**Data to use**
-.-.-
use crate::value::LuaValue;
use thiserror::Error;

/// Shorthand for results produced by the engine.
pub type LuaResult<T> = Result<T, LuaError>;

/// All faults that can occur while executing bytecode.
///
/// Every variant is a catchable condition: a fault unwinds through the Rust
/// call stack as an `Err` until a protected call (or the embedder) takes it.
#[derive(Debug, Clone, Error, PartialEq)]
pub enum LuaError {
    /// A runtime error with a plain message.
    #[error("{0}")]
    Runtime(String),

    /// A value raised by the `error` function; `pcall` hands it back untouched.
    #[error("{}", raised_message(.0))]
    Raised(LuaValue),

    /// Operand kind unsupported by an operation.
    #[error("attempt to {op} a {got} value")]
    TypeError { op: &'static str, got: &'static str },

    /// Ordering between two incompatible kinds.
    #[error("{}", compare_message(.lhs, .rhs))]
    Compare {
        lhs: &'static str,
        rhs: &'static str,
    },

    #[error("table index is nil")]
    NilIndex,

    #[error("table index is NaN")]
    NaNIndex,

    /// Bitwise operand is a float without an exact integer value.
    #[error("number has no integer representation")]
    NoIntegerRep,

    /// Unknown opcode, out-of-range operand or otherwise malformed code.
    #[error("malformed bytecode: {0}")]
    Bytecode(String),

    /// Call nesting exceeded the configured depth.
    #[error("stack overflow")]
    StackOverflow,

    /// Engine misuse by the embedder; never caused by script code.
    #[error("internal error: {0}")]
    Internal(String),

    /// A fault annotated with the frame it surfaced in.
    #[error("{chunk}:{line}: {source}")]
    Located {
        chunk: String,
        line: u32,
        source: Box<LuaError>,
    },
}

impl LuaError {
    /// Attach a source location, unless the fault already carries one or is a
    /// raised value (which must reach `pcall` unchanged).
    pub fn locate(self, chunk: &str, line: u32) -> Self {
        match self {
            LuaError::Located { .. } | LuaError::Raised(_) => self,
            other => LuaError::Located {
                chunk: chunk.to_owned(),
                line,
                source: Box::new(other),
            },
        }
    }

    /// The fault without its location wrapper.
    pub fn kind(&self) -> &LuaError {
        match self {
            LuaError::Located { source, .. } => source.kind(),
            other => other,
        }
    }

    /// The value a protected call reports for this fault.
    pub fn to_value(&self) -> LuaValue {
        match self {
            LuaError::Raised(v) => v.clone(),
            other => LuaValue::LuaString(other.to_string()),
        }
    }
}

fn raised_message(v: &LuaValue) -> String {
    match v {
        LuaValue::LuaString(s) => s.clone(),
        LuaValue::Integer(_) | LuaValue::Float(_) => v.to_string(),
        LuaValue::Nil => "nil".into(),
        other => format!("(error object is a {} value)", other.type_name()),
    }
}

fn compare_message(lhs: &str, rhs: &str) -> String {
    if lhs == rhs {
        format!("attempt to compare two {lhs} values")
    } else {
        format!("attempt to compare {lhs} with {rhs}")
    }
}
-.-.-
**Work order**
Every entry is to be retyped word for word.

**Written solution**
use crate::value::LuaValue;
use thiserror::Error;

/// Shorthand for results produced by the engine.
pub type LuaResult<T> = Result<T, LuaError>;

/// All faults that can occur while executing bytecode.
///
/// Every variant is a catchable condition: a fault unwinds through the Rust
/// call stack as an `Err` until a protected call (or the embedder) takes it.
#[derive(Debug, Clone, Error, PartialEq)]
pub enum LuaError {
    /// A runtime error with a plain message.
    #[error("{0}")]
    Runtime(String),

    /// A value raised by the `error` function; `pcall` hands it back untouched.
    #[error("{}", raised_message(.0))]
    Raised(LuaValue),

    /// Operand kind unsupported by an operation.
    #[error("attempt to {op} a {got} value")]
    TypeError { op: &'static str, got: &'static str },

    /// Ordering between two incompatible kinds.
    #[error("{}", compare_message(.lhs, .rhs))]
    Compare {
        lhs: &'static str,
        rhs: &'static str,
    },

    #[error("table index is nil")]
    NilIndex,

    #[error("table index is NaN")]
    NaNIndex,

    /// Bitwise operand is a float without an exact integer value.
    #[error("number has no integer representation")]
    NoIntegerRep,

    /// Unknown opcode, out-of-range operand or otherwise malformed code.
    #[error("malformed bytecode: {0}")]
    Bytecode(String),

    /// Call nesting exceeded the configured depth.
    #[error("stack overflow")]
    StackOverflow,

    /// Engine misuse by the embedder; never caused by script code.
    #[error("internal error: {0}")]
    Internal(String),

    /// A fault annotated with the frame it surfaced in.
    #[error("{chunk}:{line}: {source}")]
    Located {
        chunk: String,
        line: u32,
        source: Box<LuaError>,
    },
}

impl LuaError {
    /// Attach a source location, unless the fault already carries one or is a
    /// raised value (which must reach `pcall` unchanged).
    pub fn locate(self, chunk: &str, line: u32) -> Self {
        match self {
            LuaError::Located { .. } | LuaError::Raised(_) => self,
            other => LuaError::Located {
                chunk: chunk.to_owned(),
                line,
                source: Box::new(other),
            },
        }
    }

    /// The fault without its location wrapper.
    pub fn kind(&self) -> &LuaError {
        match self {
            LuaError::Located { source, .. } => source.kind(),
            other => other,
        }
    }

    /// The value a protected call reports for this fault.
    pub fn to_value(&self) -> LuaValue {
        match self {
            LuaError::Raised(v) => v.clone(),
            other => LuaValue::LuaString(other.to_string()),
        }
    }
}

fn raised_message(v: &LuaValue) -> String {
    match v {
        LuaValue::LuaString(s) => s.clone(),
        LuaValue::Integer(_) | LuaValue::Float(_) => v.to_string(),
        LuaValue::Nil => "nil".into(),
        other => format!("(error object is a {} value)", other.type_name()),
    }
}

fn compare_message(lhs: &str, rhs: &str) -> String {
    if lhs == rhs {
        format!("attempt to compare two {lhs} values")
    } else {
        format!("attempt to compare {lhs} with {rhs}")
    }
}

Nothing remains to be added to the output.